THE DATA:
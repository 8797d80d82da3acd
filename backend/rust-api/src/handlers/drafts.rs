use axum::{
    extract::{Path, State},
    http::StatusCode,
    response::IntoResponse,
    Extension, Json,
};
use std::sync::Arc;

use crate::{
    error::ServiceError, extractors::AppJson, middlewares::auth::JwtClaims,
    models::draft::SaveDraftRequest, services::draft_service::DraftService, services::AppState,
};

/// POST /api/v1/drafts
pub async fn save_draft(
    State(state): State<Arc<AppState>>,
    Extension(claims): Extension<JwtClaims>,
    AppJson(req): AppJson<SaveDraftRequest>,
) -> Result<impl IntoResponse, ServiceError> {
    let draft = DraftService::new(state.store.clone())
        .save_draft(&claims.sub, req)
        .await?;
    Ok(Json(draft))
}

/// GET /api/v1/drafts/{form_id}
pub async fn get_draft(
    State(state): State<Arc<AppState>>,
    Extension(claims): Extension<JwtClaims>,
    Path(form_id): Path<String>,
) -> Result<impl IntoResponse, ServiceError> {
    let draft = DraftService::new(state.store.clone())
        .get_draft(&claims.sub, &form_id)
        .await?;
    Ok(Json(draft))
}

/// DELETE /api/v1/drafts/{form_id}
pub async fn delete_draft(
    State(state): State<Arc<AppState>>,
    Extension(claims): Extension<JwtClaims>,
    Path(form_id): Path<String>,
) -> Result<impl IntoResponse, ServiceError> {
    DraftService::new(state.store.clone())
        .discard_draft(&claims.sub, &form_id)
        .await?;
    Ok(StatusCode::NO_CONTENT)
}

INSTRUCTIONS TO FOLLOW:
Write the entries out once more, exactly as given.

EXERCISE RESPONSE:
repository 8797d80d82da3acd
filename backend/rust-api/src/handlers/drafts.rs
use axum::{
    extract::{Path, State},
    http::StatusCode,
    response::IntoResponse,
    Extension, Json,
};
use std::sync::Arc;

use crate::{
    error::ServiceError, extractors::AppJson, middlewares::auth::JwtClaims,
    models::draft::SaveDraftRequest, services::draft_service::DraftService, services::AppState,
};

/// POST /api/v1/drafts
pub async fn save_draft(
    State(state): State<Arc<AppState>>,
    Extension(claims): Extension<JwtClaims>,
    AppJson(req): AppJson<SaveDraftRequest>,
) -> Result<impl IntoResponse, ServiceError> {
    let draft = DraftService::new(state.store.clone())
        .save_draft(&claims.sub, req)
        .await?;
    Ok(Json(draft))
}

/// GET /api/v1/drafts/{form_id}
pub async fn get_draft(
    State(state): State<Arc<AppState>>,
    Extension(claims): Extension<JwtClaims>,
    Path(form_id): Path<String>,
) -> Result<impl IntoResponse, ServiceError> {
    let draft = DraftService::new(state.store.clone())
        .get_draft(&claims.sub, &form_id)
        .await?;
    Ok(Json(draft))
}

/// DELETE /api/v1/drafts/{form_id}
pub async fn delete_draft(
    State(state): State<Arc<AppState>>,
    Extension(claims): Extension<JwtClaims>,
    Path(form_id): Path<String>,
) -> Result<impl IntoResponse, ServiceError> {
    DraftService::new(state.store.clone())
        .discard_draft(&claims.sub, &form_id)
        .await?;
    Ok(StatusCode::NO_CONTENT)
}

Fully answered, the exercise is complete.